** What the task asks **
A bare number is all that is needed: how many lines below contain the string "StoreError"?

** Information provided **
--------------------------------

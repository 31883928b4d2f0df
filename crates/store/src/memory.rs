//! In-memory storage backend.
//!
//! Committed state sits behind a tokio `RwLock`; commits validate every
//! staged product against it before anything is applied.

use std::collections::HashMap;
use std::sync::Arc;
use std::sync::atomic::{AtomicBool, AtomicUsize, Ordering};

use async_trait::async_trait;
use common::{BatchReference, OrderId, Sku};
use domain::Product;
use tokio::sync::RwLock;

use crate::backend::{Backend, LoadedProduct, Origin, Transaction};
use crate::{AllocationView, Result, StoreError};

#[derive(Debug, Clone)]
struct StoredProduct {
    product: Product,
    revision: u64,
}

impl StoredProduct {
    fn loaded(&self) -> LoadedProduct {
        LoadedProduct {
            product: self.product.clone(),
            origin: Origin::Loaded {
                version: self.product.version_number(),
                revision: self.revision,
            },
        }
    }
}

#[derive(Debug, Default)]
struct State {
    products: HashMap<Sku, StoredProduct>,
    allocations_view: Vec<AllocationView>,
}

/// In-memory backend for tests and for running without a database.
///
/// Transactions read committed state and stage their writes. Commit checks
/// each staged product against what is stored and applies everything at once,
/// or nothing.
#[derive(Clone, Default)]
pub struct InMemoryBackend {
    state: Arc<RwLock<State>>,
    commits: Arc<AtomicUsize>,
    fail_commits: Arc<AtomicBool>,
}

impl InMemoryBackend {
    /// Creates a new empty backend.
    pub fn new() -> Self {
        Self::default()
    }

    /// Number of transactions committed so far.
    pub fn commit_count(&self) -> usize {
        self.commits.load(Ordering::SeqCst)
    }

    /// Makes every following commit fail with a serialization failure.
    pub fn set_fail_commits(&self, fail: bool) {
        self.fail_commits.store(fail, Ordering::SeqCst);
    }

    /// Returns the committed state of a product.
    pub async fn product(&self, sku: &Sku) -> Option<Product> {
        self.state
            .read()
            .await
            .products
            .get(sku)
            .map(|stored| stored.product.clone())
    }

    /// Number of committed products.
    pub async fn product_count(&self) -> usize {
        self.state.read().await.products.len()
    }

    /// Clears all products and read-model rows.
    pub async fn clear(&self) {
        let mut state = self.state.write().await;
        state.products.clear();
        state.allocations_view.clear();
    }
}

#[async_trait]
impl Backend for InMemoryBackend {
    type Tx = InMemoryTransaction;

    async fn begin(&self) -> Result<InMemoryTransaction> {
        Ok(InMemoryTransaction {
            backend: self.clone(),
            products: Vec::new(),
            views: Vec::new(),
        })
    }
}

#[derive(Debug)]
enum ViewOp {
    Insert(AllocationView),
    Delete(OrderId, Sku),
}

impl ViewOp {
    fn apply(&self, rows: &mut Vec<AllocationView>) {
        match self {
            ViewOp::Insert(row) => rows.push(row.clone()),
            ViewOp::Delete(order_id, sku) => {
                rows.retain(|row| !(&row.order_id == order_id && &row.sku == sku));
            }
        }
    }
}

/// A transaction against [`InMemoryBackend`]. Dropping it discards the staged
/// writes.
pub struct InMemoryTransaction {
    backend: InMemoryBackend,
    products: Vec<(Product, Origin)>,
    views: Vec<ViewOp>,
}

#[async_trait]
impl Transaction for InMemoryTransaction {
    async fn load_product(&mut self, sku: &Sku) -> Result<Option<LoadedProduct>> {
        let state = self.backend.state.read().await;
        Ok(state.products.get(sku).map(StoredProduct::loaded))
    }

    async fn load_product_by_batch(
        &mut self,
        reference: &BatchReference,
    ) -> Result<Option<LoadedProduct>> {
        let state = self.backend.state.read().await;
        Ok(state
            .products
            .values()
            .find(|stored| stored.product.batch(reference).is_some())
            .map(StoredProduct::loaded))
    }

    async fn load_products(&mut self) -> Result<Vec<LoadedProduct>> {
        let state = self.backend.state.read().await;
        let mut products: Vec<_> = state.products.values().map(StoredProduct::loaded).collect();
        products.sort_by(|a, b| a.product.sku().cmp(b.product.sku()));
        Ok(products)
    }

    async fn save_product(&mut self, product: &Product, origin: Origin) -> Result<()> {
        let mut product = product.clone();
        product.take_messages();
        self.products.retain(|(staged, _)| staged.sku() != product.sku());
        self.products.push((product, origin));
        Ok(())
    }

    async fn insert_allocation_view(&mut self, row: &AllocationView) -> Result<()> {
        self.views.push(ViewOp::Insert(row.clone()));
        Ok(())
    }

    async fn delete_allocation_view(&mut self, order_id: &OrderId, sku: &Sku) -> Result<()> {
        self.views
            .push(ViewOp::Delete(order_id.clone(), sku.clone()));
        Ok(())
    }

    async fn allocations_for_order(&mut self, order_id: &OrderId) -> Result<Vec<AllocationView>> {
        let mut rows = self.backend.state.read().await.allocations_view.clone();
        for op in &self.views {
            op.apply(&mut rows);
        }
        rows.retain(|row| &row.order_id == order_id);
        Ok(rows)
    }

    async fn commit(self) -> Result<()> {
        if self.backend.fail_commits.load(Ordering::SeqCst) {
            return Err(StoreError::SerializationFailure);
        }

        let mut state = self.backend.state.write().await;

        for (product, origin) in &self.products {
            let stored = state.products.get(product.sku());
            let conflict = match (origin, stored) {
                (Origin::Added, None) => false,
                (Origin::Added, Some(_)) => true,
                (Origin::Loaded { .. }, None) => true,
                (Origin::Loaded { version, revision }, Some(stored)) => {
                    stored.product.version_number() != *version || stored.revision != *revision
                }
            };
            if conflict {
                let expected = match origin {
                    Origin::Loaded { version, .. } => *version,
                    Origin::Added => common::Version::initial(),
                };
                return Err(StoreError::ConcurrencyConflict {
                    sku: product.sku().clone(),
                    expected,
                });
            }
        }

        for (product, _) in &self.products {
            for batch in product.batches() {
                let owner = state
                    .products
                    .values()
                    .map(|stored| &stored.product)
                    .chain(self.products.iter().map(|(staged, _)| staged))
                    .find(|other| {
                        other.sku() != product.sku() && other.batch(batch.reference()).is_some()
                    });
                if let Some(owner) = owner {
                    return Err(StoreError::BatchOwnedElsewhere {
                        reference: batch.reference().clone(),
                        owner: owner.sku().clone(),
                    });
                }
            }
        }

        for (product, _) in self.products {
            let revision = state
                .products
                .get(product.sku())
                .map_or(0, |stored| stored.revision + 1);
            state
                .products
                .insert(product.sku().clone(), StoredProduct { product, revision });
        }
        for op in &self.views {
            op.apply(&mut state.allocations_view);
        }

        self.backend.commits.fetch_add(1, Ordering::SeqCst);
        Ok(())
    }

    async fn rollback(self) -> Result<()> {
        Ok(())
    }
}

--------------------------------

** Exercise output **
4